On Thursday night, Polanco told Errol Louis on NY1's "Inside City Hall" that the board wouldn't be able to change that system without action by the state elections board and the legislature in Albany. 

"When we allow the editorials in New York City to tell our story, when we allow for columnists and other indiviuals and elected officals who honestly are doing a disservice to the community by not understanding election law, and going out there and blasting the hardworking men and women at the New York Board of Elections, we think it's appalling," he said.

(A bill proposed by Republican state senator Marty Golden and Democratic assemblyman Brian Kavanagh would clarify the rules, allowing the more accurate digital results to be used in the early tally.)

Jerry Skurnik, a political blogger and elections expert, said he found the board's assertions confusing.

"I'm not a lawyer, but frankly their argument doesn't make a lot of sense to me," he said.

At the same time, he said he was unsure who to blame for the mess.

"There should be a better way," he said. "I mean Westchester, Rockland and Suffolk County, they actually post their unofficial returns on election night by using the memory sticks. So I think somebody deserves criticism for the fact that the board doesn't do that. The board says it's the state legislature, the state board of elections says it is the city board. I don't know who it is."

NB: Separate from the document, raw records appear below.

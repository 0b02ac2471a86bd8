use std::path::PathBuf;
use std::time::Duration;

use image::RgbaImage;

use crate::compositing::domain::frame_image_source::{FrameAssetError, FrameImageSource};

/// Fetches `http(s)` references over the network and reads anything else
/// from the local filesystem. Every raster is converted to RGBA.
pub struct HttpFrameImageSource {
    client: reqwest::blocking::Client,
}

impl HttpFrameImageSource {
    pub fn new(timeout: Duration) -> Result<Self, reqwest::Error> {
        let client = reqwest::blocking::Client::builder()
            .timeout(timeout)
            .build()?;
        Ok(Self { client })
    }

    fn fetch_remote(&self, url: &str) -> Result<Vec<u8>, FrameAssetError> {
        let request_error = |source| FrameAssetError::Request {
            url: url.to_string(),
            source,
        };
        let response = self.client.get(url).send().map_err(request_error)?;
        let status = response.status();
        if status != reqwest::StatusCode::OK {
            return Err(FrameAssetError::Status {
                url: url.to_string(),
                status: status.as_u16(),
            });
        }
        let bytes = response.bytes().map_err(request_error)?;
        Ok(bytes.to_vec())
    }
}

impl FrameImageSource for HttpFrameImageSource {
    fn fetch(&self, reference: &str) -> Result<RgbaImage, FrameAssetError> {
        let reference = reference.trim();
        if reference.is_empty() {
            return Err(FrameAssetError::MissingReference);
        }

        let bytes = if is_remote(reference) {
            self.fetch_remote(reference)?
        } else {
            let path = PathBuf::from(reference);
            std::fs::read(&path).map_err(|source| FrameAssetError::Read { path, source })?
        };

        let decoded =
            image::load_from_memory(&bytes).map_err(|source| FrameAssetError::Decode {
                reference: reference.to_string(),
                source,
            })?;
        Ok(decoded.to_rgba8())
    }
}

fn is_remote(reference: &str) -> bool {
    let lower = reference.to_ascii_lowercase();
    lower.starts_with("http://") || lower.starts_with("https://")
}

He noted that other models for elections boards have proven problematic, too: an elected elections commissioner (“That’s what happened in Florida; a lot of people think that didn’t work out so great in 2000”); a mayoral appointee (“I could see some problems with that when the mayor runs for re-election”); nonpartisan bureaucrats, as in parts of California (“Then you get people who are not really responsive”).

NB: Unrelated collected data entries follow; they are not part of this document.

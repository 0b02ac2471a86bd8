use crate::catalog::domain::catalog_entry::FrameCatalogEntry;
use crate::classification::domain::face_shape::FrameStyle;
use crate::shared::constants::DEFAULT_STORE_URL;

/// Built-in frames shown when the store cannot be reached.
pub fn fallback_entries() -> Vec<FrameCatalogEntry> {
    vec![
        FrameCatalogEntry::new(
            "Dutz 2270",
            "https://via.placeholder.com/200x100/0066CC/FFFFFF?text=Dutz",
            "189",
            DEFAULT_STORE_URL,
            FrameStyle::Rond,
        ),
        FrameCatalogEntry::new(
            "BBIG 243",
            "https://via.placeholder.com/200x100/FF6600/FFFFFF?text=BBIG",
            "149",
            DEFAULT_STORE_URL,
            FrameStyle::Rechthoekig,
        ),
    ]
}
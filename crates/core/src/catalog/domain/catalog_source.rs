use thiserror::Error;

use crate::catalog::domain::catalog_entry::FrameCatalogEntry;

#[derive(Error, Debug)]
pub enum CatalogError {
    #[error("store credentials are not configured")]
    MissingCredentials,
    #[error("catalog request failed for {url}: {source}")]
    Request {
        url: String,
        #[source]
        source: reqwest::Error,
    },
    #[error("catalog returned status {status} for {url}")]
    Status { url: String, status: u16 },
    #[error("malformed catalog payload: {0}")]
    Payload(#[source] serde_json::Error),
}

/// Domain interface for listing the frames a store currently sells.
pub trait CatalogSource: Send {
    /// At most `max_count` in-stock entries, in store order.
    fn list_available_frames(
        &self,
        max_count: usize,
    ) -> Result<Vec<FrameCatalogEntry>, CatalogError>;

    /// Identifies what this source lists. A cache is only reused by a source
    /// with the same key.
    fn cache_key(&self) -> String;
}
use serde::{Deserialize, Serialize};

use crate::classification::domain::face_shape::FrameStyle;
use crate::compositing::domain::frame_asset::FrameMeasurements;

/// One purchasable frame as listed by the storefront.
#[derive(Debug, Clone, PartialEq, Serialize, Deserialize)]
pub struct FrameCatalogEntry {
    pub name: String,
    /// URL or local path of the frame raster; may be empty.
    pub image_url: String,
    /// Display price as the store formats it.
    pub price: String,
    /// Purchase link.
    pub url: String,
    #[serde(default)]
    pub style: FrameStyle,
    #[serde(default)]
    pub measurements: FrameMeasurements,
}

impl FrameCatalogEntry {
    pub fn new(
        name: impl Into<String>,
        image_url: impl Into<String>,
        price: impl Into<String>,
        url: impl Into<String>,
        style: FrameStyle,
    ) -> Self {
        Self {
            name: name.into(),
            image_url: image_url.into(),
            price: price.into(),
            url: url.into(),
            style,
            measurements: FrameMeasurements::default(),
        }
    }

    pub fn with_measurements(mut self, measurements: FrameMeasurements) -> Self {
        self.measurements = measurements;
        self
    }

    /// Lowercase ASCII file-name stem built from the name: runs of anything
    /// that is not a letter or digit collapse into a single `-`.
    pub fn slug(&self) -> String {
        let mut slug = String::with_capacity(self.name.len());
        for c in self.name.chars() {
            if c.is_ascii_alphanumeric() {
                slug.push(c.to_ascii_lowercase());
            } else if !slug.is_empty() && !slug.ends_with('-') {
                slug.push('-');
            }
        }
        while slug.ends_with('-') {
            slug.pop();
        }
        if slug.is_empty() {
            slug.push_str("frame");
        }
        slug
    }
}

“There’s no ideal solution and so the editorials comparing the board of elections against, you know, some government agency that will never make a mistake or work perfectly--I’m not sure there are any like that,” he said.

Skurnik said that the board’s yearly mailings will go out in August, before the next vote, informing people about their polling stations, and alleviating some of the confusion.

But he said that unless the law is clarified by September, the problems could repeat themselves.

He cited an election in Tonawanda, near Buffalo, in which a councilman won in a handcount by two votes, though the electronic results put the challenger ahead by one vote.

“There’ll be some election where they’re gonna be off by, you know, a few hundred votes at least between the unofficial results and the official results,” he said.